■ What the task asks
Scan the data for "GatewayError" and copy the lines it appears in.

■ Listed entries
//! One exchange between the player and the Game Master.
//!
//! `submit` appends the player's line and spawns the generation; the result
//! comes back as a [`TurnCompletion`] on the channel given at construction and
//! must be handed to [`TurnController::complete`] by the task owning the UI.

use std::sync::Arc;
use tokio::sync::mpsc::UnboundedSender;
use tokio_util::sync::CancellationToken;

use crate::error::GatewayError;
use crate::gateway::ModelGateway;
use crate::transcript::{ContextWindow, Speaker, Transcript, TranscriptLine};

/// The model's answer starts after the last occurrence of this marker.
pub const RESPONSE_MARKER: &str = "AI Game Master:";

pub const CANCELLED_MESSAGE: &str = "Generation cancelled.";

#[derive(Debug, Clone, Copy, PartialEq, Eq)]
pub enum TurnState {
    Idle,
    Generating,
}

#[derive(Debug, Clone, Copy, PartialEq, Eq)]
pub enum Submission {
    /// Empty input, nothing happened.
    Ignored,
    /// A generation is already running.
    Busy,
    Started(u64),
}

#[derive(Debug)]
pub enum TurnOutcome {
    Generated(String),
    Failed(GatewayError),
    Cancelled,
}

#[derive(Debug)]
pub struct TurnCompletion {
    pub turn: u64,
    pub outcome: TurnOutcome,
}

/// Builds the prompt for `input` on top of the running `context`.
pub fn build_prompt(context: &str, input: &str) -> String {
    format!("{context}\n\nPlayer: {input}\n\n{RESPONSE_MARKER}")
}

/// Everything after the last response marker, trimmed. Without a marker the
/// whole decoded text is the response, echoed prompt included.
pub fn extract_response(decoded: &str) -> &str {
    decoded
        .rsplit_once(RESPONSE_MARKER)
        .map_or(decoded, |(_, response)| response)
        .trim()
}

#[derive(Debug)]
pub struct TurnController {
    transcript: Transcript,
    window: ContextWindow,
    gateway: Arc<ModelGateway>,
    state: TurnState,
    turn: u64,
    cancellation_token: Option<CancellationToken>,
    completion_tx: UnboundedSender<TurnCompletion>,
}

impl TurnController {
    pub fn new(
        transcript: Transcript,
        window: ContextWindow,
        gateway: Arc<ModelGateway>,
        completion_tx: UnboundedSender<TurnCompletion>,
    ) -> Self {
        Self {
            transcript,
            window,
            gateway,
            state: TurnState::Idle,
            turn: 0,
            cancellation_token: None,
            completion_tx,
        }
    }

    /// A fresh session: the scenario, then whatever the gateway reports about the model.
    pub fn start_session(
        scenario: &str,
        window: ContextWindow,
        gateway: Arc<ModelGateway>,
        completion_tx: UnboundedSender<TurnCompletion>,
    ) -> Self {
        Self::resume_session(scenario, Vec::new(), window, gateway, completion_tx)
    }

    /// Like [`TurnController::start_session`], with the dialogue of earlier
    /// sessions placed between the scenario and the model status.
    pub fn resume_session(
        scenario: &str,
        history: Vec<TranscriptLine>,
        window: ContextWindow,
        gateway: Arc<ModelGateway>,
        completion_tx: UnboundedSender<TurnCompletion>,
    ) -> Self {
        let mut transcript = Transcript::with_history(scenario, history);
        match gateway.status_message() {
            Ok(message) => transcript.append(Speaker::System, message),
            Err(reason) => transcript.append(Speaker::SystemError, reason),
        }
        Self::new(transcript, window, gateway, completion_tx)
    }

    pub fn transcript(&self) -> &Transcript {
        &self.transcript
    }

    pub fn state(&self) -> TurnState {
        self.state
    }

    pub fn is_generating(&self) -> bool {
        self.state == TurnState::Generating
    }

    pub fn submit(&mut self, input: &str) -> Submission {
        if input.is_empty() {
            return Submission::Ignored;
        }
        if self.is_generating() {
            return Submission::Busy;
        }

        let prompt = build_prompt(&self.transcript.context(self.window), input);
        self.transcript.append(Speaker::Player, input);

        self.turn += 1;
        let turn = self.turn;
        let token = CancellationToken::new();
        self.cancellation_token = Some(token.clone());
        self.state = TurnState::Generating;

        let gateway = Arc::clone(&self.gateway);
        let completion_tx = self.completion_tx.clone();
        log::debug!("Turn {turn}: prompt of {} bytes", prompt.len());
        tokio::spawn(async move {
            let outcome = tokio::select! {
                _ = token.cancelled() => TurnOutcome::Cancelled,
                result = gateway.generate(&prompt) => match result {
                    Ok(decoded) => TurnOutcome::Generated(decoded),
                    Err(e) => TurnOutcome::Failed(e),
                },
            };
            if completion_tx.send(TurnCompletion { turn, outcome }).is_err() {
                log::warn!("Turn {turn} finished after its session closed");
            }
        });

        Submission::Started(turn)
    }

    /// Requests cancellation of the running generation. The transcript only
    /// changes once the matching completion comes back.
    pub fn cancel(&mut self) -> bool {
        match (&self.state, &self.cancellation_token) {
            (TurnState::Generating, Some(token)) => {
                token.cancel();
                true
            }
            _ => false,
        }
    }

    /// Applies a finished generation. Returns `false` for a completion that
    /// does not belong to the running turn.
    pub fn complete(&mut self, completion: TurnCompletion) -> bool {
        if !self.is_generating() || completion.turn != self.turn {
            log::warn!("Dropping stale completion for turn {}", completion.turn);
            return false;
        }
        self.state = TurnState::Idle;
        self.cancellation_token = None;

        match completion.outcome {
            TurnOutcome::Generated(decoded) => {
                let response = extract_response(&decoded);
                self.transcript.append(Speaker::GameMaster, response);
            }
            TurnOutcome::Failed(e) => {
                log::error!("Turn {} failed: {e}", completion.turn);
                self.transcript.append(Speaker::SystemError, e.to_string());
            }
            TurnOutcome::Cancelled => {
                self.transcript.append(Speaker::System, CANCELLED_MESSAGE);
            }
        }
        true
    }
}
...
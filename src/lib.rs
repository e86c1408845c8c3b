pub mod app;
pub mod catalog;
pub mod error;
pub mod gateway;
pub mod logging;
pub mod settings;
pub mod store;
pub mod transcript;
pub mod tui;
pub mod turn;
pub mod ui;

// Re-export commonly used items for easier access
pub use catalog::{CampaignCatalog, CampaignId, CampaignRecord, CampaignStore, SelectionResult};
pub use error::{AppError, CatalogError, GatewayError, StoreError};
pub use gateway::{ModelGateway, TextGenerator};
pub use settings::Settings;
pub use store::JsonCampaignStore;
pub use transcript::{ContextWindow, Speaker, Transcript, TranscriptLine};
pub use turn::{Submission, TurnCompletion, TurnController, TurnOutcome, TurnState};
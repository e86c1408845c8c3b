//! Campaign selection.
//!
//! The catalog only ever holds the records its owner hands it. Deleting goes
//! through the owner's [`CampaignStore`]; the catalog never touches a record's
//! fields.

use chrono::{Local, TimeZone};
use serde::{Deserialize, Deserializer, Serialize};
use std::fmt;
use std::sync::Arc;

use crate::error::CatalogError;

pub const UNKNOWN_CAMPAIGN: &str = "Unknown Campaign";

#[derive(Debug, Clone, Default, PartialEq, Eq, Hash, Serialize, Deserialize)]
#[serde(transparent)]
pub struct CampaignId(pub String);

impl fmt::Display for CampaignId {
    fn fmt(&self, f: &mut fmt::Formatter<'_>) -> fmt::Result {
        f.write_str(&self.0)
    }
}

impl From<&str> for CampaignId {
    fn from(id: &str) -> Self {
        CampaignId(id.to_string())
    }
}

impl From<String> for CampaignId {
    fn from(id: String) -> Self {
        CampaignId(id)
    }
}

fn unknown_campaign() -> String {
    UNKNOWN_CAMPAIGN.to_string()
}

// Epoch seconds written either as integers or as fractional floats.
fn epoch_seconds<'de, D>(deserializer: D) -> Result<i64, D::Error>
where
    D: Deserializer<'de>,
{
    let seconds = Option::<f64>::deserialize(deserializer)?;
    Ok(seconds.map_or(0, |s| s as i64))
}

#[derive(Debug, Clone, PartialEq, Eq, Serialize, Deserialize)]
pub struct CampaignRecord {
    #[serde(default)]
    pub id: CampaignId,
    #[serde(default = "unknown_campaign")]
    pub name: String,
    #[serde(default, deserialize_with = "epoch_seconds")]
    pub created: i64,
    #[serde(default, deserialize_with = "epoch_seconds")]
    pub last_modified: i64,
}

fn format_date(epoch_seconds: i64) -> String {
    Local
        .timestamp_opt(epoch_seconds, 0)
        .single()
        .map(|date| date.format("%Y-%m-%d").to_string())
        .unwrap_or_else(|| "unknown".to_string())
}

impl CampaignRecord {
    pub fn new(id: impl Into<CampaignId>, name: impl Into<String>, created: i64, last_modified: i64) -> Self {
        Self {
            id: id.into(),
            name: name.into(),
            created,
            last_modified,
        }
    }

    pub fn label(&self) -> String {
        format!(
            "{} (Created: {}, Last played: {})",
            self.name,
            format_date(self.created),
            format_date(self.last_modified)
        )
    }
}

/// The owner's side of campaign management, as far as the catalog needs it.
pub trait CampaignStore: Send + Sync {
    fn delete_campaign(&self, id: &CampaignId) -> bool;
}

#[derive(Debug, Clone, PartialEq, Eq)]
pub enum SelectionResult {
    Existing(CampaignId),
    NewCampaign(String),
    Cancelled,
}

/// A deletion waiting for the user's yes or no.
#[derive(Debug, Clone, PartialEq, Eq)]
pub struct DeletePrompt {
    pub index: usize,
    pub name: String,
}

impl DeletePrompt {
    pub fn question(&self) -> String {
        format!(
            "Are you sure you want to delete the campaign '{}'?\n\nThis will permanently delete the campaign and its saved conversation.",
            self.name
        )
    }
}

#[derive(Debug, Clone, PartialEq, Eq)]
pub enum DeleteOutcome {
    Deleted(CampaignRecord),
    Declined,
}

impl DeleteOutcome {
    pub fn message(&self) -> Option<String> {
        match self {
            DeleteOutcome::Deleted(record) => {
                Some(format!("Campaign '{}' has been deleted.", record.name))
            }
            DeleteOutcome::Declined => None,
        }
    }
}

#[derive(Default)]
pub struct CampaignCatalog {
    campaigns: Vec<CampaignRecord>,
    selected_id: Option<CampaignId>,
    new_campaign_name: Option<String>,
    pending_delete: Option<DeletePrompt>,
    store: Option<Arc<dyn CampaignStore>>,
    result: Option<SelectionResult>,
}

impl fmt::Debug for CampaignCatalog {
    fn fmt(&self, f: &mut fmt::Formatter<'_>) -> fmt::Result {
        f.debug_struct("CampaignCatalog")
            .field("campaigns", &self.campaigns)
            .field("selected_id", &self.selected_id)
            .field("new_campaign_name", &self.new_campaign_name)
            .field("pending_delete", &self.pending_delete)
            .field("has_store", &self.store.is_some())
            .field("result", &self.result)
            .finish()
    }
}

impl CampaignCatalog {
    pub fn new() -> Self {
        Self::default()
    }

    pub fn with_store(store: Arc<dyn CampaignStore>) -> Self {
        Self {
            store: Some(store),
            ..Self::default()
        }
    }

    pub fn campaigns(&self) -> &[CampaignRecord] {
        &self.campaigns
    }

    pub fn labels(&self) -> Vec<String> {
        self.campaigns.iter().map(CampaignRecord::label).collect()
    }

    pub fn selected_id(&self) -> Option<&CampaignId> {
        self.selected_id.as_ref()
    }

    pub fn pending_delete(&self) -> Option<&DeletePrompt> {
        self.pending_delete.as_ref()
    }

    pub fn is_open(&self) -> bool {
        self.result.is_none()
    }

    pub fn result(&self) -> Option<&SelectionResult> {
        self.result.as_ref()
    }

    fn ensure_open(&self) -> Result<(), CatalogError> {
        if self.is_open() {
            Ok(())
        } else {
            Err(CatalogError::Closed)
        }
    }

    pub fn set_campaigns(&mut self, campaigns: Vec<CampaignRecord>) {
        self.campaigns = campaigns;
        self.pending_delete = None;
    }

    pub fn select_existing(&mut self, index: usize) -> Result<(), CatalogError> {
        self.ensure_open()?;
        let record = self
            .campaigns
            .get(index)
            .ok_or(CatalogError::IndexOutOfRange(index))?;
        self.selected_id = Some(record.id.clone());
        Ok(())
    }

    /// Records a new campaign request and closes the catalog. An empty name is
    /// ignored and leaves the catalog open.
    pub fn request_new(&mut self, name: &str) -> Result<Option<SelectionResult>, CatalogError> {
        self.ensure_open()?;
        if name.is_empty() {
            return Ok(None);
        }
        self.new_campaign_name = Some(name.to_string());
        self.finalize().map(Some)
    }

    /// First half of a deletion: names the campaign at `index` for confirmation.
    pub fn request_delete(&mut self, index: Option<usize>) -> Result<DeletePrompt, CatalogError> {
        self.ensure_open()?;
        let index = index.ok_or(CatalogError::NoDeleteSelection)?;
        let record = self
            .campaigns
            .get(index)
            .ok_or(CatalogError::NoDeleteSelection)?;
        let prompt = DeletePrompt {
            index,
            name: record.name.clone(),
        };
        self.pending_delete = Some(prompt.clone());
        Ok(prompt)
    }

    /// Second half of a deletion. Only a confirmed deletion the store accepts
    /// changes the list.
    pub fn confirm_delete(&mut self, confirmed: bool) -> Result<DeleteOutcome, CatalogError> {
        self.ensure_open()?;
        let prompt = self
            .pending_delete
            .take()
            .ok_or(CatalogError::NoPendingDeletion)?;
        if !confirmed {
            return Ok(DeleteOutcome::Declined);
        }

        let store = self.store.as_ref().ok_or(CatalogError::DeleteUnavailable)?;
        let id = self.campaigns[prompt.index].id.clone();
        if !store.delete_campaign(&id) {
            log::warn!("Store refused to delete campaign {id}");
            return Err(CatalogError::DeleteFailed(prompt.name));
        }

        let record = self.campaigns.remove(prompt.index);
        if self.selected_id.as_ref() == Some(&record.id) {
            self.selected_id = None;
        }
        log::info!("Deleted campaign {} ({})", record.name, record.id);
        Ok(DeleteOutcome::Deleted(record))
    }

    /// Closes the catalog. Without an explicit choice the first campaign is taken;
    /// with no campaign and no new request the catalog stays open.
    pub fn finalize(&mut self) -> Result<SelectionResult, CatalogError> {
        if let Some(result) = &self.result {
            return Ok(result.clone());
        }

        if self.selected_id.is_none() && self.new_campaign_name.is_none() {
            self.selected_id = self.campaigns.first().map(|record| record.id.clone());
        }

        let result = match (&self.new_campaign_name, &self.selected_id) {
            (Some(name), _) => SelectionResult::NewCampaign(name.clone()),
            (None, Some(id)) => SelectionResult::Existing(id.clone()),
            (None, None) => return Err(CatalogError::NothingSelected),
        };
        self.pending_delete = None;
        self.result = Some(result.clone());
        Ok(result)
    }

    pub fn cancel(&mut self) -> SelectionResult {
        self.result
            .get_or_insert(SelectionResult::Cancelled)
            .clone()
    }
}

■ Reply to the task
use crate::error::GatewayError;
    Failed(GatewayError),
pub use error::{AppError, CatalogError, GatewayError, StoreError};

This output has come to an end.